↓↓↓
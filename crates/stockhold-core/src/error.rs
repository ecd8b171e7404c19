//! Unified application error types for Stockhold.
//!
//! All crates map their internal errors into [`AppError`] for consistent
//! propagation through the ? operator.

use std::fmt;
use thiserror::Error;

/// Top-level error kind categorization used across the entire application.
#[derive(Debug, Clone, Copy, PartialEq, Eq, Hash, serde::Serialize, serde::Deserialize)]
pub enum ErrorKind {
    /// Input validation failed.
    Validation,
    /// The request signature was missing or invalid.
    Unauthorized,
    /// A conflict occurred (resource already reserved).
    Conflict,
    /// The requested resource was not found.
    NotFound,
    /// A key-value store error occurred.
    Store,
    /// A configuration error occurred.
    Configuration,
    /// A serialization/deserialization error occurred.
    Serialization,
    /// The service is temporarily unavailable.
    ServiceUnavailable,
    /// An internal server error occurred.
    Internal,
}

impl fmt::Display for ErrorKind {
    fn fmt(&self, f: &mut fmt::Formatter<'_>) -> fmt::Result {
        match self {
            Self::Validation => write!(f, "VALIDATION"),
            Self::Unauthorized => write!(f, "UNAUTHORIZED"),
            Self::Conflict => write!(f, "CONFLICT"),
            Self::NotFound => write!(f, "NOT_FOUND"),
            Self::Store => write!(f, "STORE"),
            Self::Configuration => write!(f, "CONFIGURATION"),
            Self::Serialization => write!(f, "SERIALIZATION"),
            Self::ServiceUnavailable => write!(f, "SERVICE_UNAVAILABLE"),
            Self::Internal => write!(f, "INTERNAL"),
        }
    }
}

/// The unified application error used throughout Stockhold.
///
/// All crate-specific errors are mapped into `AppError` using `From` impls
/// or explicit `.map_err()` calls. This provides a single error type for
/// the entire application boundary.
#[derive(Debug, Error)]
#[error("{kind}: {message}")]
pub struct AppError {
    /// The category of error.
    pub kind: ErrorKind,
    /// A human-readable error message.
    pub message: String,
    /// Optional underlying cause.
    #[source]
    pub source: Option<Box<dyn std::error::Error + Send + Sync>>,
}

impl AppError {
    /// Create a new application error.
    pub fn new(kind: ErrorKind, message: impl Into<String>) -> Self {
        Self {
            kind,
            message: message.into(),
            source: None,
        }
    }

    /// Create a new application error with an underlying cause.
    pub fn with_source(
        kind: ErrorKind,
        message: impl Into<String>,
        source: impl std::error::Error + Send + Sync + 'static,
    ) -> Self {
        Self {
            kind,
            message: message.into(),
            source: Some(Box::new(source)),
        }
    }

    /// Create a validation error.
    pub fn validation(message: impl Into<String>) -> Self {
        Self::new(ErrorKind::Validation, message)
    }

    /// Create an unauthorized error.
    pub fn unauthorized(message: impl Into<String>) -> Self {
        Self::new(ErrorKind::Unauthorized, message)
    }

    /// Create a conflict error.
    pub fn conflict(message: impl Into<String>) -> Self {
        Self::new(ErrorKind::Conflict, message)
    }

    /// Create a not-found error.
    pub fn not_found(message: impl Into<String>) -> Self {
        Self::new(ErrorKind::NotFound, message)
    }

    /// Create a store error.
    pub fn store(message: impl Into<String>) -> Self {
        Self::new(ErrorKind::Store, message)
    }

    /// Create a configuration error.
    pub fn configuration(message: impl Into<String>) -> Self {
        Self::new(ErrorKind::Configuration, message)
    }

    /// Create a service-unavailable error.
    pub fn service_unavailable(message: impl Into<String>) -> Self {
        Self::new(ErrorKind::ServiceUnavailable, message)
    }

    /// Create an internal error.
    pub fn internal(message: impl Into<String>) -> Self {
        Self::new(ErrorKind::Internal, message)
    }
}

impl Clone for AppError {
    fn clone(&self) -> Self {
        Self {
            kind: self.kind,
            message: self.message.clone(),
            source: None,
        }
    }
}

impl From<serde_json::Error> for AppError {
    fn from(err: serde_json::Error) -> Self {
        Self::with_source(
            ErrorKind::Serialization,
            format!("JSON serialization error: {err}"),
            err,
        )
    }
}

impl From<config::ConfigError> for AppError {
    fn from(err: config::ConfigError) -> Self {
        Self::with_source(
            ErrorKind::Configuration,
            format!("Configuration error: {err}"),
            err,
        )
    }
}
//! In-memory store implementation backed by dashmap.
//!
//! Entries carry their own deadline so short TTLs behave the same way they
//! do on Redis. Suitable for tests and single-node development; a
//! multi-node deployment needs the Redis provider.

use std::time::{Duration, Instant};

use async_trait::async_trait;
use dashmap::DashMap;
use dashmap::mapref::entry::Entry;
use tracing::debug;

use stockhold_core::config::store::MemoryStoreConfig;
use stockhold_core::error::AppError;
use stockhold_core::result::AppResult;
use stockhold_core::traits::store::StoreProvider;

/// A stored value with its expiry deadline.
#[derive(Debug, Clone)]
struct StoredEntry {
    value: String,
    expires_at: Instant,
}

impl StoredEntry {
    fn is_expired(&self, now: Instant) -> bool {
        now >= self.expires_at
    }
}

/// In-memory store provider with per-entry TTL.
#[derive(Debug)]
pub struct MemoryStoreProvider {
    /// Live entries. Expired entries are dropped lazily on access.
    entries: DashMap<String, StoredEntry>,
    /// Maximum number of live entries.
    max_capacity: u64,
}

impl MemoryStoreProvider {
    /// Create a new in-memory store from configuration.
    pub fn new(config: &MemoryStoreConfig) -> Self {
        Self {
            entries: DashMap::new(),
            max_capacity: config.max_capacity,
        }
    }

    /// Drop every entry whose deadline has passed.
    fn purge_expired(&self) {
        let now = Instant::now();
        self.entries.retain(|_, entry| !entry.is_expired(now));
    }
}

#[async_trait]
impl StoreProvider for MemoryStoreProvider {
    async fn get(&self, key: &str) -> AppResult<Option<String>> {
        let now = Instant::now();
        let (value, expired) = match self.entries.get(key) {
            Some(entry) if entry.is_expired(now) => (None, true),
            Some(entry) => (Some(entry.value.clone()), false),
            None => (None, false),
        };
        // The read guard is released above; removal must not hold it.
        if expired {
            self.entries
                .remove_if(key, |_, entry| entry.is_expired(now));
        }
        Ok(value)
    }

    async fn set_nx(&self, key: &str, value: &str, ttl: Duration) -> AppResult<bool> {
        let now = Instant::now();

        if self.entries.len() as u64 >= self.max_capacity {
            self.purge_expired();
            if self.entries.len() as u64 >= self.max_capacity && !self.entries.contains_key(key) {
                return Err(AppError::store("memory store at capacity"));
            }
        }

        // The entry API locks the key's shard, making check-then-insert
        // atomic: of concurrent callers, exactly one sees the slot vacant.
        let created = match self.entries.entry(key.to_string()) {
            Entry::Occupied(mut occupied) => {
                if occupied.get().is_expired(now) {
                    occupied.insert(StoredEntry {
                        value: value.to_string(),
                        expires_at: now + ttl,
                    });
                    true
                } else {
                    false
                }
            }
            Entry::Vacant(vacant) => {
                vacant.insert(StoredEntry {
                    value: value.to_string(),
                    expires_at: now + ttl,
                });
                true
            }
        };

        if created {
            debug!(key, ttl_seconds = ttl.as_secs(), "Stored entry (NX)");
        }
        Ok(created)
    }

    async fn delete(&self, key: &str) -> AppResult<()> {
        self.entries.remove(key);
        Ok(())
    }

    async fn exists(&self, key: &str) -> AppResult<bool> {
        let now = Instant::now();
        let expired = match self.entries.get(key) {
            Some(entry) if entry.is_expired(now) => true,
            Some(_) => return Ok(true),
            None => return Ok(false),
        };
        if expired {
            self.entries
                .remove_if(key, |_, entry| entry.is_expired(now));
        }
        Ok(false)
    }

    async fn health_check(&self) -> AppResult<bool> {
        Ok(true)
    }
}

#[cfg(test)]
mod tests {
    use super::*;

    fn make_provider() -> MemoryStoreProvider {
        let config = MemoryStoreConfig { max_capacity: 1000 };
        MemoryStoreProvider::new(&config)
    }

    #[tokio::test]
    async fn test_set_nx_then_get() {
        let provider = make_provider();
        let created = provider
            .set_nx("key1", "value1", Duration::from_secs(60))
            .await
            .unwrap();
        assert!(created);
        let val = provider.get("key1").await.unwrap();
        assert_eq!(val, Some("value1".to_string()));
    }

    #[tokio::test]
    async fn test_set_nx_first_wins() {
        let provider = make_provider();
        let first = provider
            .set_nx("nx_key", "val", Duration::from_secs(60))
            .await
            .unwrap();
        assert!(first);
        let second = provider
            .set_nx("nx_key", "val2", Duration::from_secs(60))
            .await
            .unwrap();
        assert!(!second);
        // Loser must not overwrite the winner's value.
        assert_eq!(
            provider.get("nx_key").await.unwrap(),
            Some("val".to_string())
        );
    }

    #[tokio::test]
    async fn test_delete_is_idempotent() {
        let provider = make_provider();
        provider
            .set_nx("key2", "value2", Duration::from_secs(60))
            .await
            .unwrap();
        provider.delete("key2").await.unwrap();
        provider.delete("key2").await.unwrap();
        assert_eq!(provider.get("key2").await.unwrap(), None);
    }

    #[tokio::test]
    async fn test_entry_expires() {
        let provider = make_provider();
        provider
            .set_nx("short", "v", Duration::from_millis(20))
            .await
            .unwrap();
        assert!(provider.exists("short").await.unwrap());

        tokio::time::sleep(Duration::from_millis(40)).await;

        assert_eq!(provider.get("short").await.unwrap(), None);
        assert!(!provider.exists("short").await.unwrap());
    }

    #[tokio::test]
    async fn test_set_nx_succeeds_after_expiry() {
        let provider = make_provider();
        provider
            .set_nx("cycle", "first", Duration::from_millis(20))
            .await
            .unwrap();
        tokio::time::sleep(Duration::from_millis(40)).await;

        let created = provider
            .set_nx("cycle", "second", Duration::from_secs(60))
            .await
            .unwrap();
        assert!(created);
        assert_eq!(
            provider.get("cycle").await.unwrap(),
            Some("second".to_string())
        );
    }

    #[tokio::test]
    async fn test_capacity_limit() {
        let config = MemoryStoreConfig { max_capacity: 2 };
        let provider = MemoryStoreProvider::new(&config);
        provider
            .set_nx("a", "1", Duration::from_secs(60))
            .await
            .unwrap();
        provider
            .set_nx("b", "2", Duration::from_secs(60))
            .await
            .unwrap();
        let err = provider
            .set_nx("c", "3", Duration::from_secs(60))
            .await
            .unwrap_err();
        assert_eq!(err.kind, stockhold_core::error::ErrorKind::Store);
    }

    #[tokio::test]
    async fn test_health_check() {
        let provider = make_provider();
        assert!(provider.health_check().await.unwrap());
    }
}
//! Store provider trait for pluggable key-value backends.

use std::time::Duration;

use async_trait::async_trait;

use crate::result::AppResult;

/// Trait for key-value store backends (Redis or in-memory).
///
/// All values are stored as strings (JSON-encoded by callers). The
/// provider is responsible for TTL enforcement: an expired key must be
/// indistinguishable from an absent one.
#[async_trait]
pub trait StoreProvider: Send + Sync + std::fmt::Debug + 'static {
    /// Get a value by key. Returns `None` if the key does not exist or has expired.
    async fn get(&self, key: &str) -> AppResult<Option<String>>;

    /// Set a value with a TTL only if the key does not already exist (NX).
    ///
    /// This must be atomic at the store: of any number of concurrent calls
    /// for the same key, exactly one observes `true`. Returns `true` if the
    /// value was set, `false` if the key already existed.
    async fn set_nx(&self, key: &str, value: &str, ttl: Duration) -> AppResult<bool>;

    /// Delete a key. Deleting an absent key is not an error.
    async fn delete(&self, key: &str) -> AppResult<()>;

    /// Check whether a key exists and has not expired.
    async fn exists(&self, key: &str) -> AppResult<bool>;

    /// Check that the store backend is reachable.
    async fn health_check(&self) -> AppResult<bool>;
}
↑↑↑
↓↓↓
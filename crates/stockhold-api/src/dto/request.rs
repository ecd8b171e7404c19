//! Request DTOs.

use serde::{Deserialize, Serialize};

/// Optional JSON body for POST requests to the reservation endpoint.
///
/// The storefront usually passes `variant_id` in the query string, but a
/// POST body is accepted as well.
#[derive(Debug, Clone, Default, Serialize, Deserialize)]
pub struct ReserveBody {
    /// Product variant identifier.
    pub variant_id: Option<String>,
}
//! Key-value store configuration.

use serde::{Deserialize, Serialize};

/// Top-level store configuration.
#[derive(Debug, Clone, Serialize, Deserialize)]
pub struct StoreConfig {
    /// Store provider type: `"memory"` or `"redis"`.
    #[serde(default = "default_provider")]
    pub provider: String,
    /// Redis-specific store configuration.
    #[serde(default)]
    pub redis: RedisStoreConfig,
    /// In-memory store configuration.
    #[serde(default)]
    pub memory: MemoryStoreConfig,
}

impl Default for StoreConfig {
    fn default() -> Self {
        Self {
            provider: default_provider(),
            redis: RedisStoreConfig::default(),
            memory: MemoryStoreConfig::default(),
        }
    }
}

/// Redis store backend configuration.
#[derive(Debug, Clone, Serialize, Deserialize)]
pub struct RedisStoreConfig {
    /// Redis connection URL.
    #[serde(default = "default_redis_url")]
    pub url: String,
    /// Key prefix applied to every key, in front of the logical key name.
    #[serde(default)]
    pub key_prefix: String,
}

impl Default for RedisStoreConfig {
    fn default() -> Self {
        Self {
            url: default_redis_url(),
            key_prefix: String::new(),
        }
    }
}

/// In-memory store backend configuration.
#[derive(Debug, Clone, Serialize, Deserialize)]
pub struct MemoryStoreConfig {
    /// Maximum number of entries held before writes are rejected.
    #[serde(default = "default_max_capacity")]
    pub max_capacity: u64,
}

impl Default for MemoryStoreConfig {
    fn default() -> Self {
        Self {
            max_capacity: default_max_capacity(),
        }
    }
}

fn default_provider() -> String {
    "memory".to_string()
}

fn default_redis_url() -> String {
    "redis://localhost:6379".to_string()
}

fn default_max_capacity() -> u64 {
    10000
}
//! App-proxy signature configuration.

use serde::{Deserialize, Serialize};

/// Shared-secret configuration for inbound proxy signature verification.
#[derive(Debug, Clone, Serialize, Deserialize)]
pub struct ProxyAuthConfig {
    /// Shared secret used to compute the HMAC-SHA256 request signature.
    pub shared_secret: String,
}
↑↑↑
↓↓↓
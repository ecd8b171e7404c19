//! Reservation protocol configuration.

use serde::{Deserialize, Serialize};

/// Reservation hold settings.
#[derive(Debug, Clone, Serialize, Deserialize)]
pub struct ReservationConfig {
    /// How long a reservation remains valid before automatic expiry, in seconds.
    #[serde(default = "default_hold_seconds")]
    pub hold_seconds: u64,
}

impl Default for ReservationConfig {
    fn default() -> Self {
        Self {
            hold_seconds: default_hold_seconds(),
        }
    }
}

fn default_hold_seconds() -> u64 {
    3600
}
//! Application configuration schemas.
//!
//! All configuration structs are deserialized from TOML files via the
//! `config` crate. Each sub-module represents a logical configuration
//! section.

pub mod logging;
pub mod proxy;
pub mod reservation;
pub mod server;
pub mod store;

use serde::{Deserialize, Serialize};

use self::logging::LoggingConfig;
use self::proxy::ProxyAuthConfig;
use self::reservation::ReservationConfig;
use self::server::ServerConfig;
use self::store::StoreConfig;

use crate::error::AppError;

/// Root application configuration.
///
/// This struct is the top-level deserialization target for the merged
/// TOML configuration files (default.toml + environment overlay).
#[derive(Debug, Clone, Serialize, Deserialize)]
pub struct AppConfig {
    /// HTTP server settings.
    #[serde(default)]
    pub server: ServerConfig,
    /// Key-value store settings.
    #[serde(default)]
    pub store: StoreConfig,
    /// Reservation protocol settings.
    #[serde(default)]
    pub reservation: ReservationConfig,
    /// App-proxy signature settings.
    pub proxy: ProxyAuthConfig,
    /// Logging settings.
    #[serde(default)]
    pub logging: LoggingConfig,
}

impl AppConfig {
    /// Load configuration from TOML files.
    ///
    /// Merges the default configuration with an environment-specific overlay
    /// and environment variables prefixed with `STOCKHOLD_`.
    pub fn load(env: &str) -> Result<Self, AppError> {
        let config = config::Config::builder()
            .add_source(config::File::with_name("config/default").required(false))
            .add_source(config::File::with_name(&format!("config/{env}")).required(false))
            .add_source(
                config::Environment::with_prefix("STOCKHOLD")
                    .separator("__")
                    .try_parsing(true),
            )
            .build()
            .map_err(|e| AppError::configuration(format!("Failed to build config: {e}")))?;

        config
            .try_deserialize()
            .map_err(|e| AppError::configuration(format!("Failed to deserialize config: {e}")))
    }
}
↑↑↑
Read the entries and select each line where the word "POST" is found.

/// Optional JSON body for POST requests to the reservation endpoint.
/// POST body is accepted as well.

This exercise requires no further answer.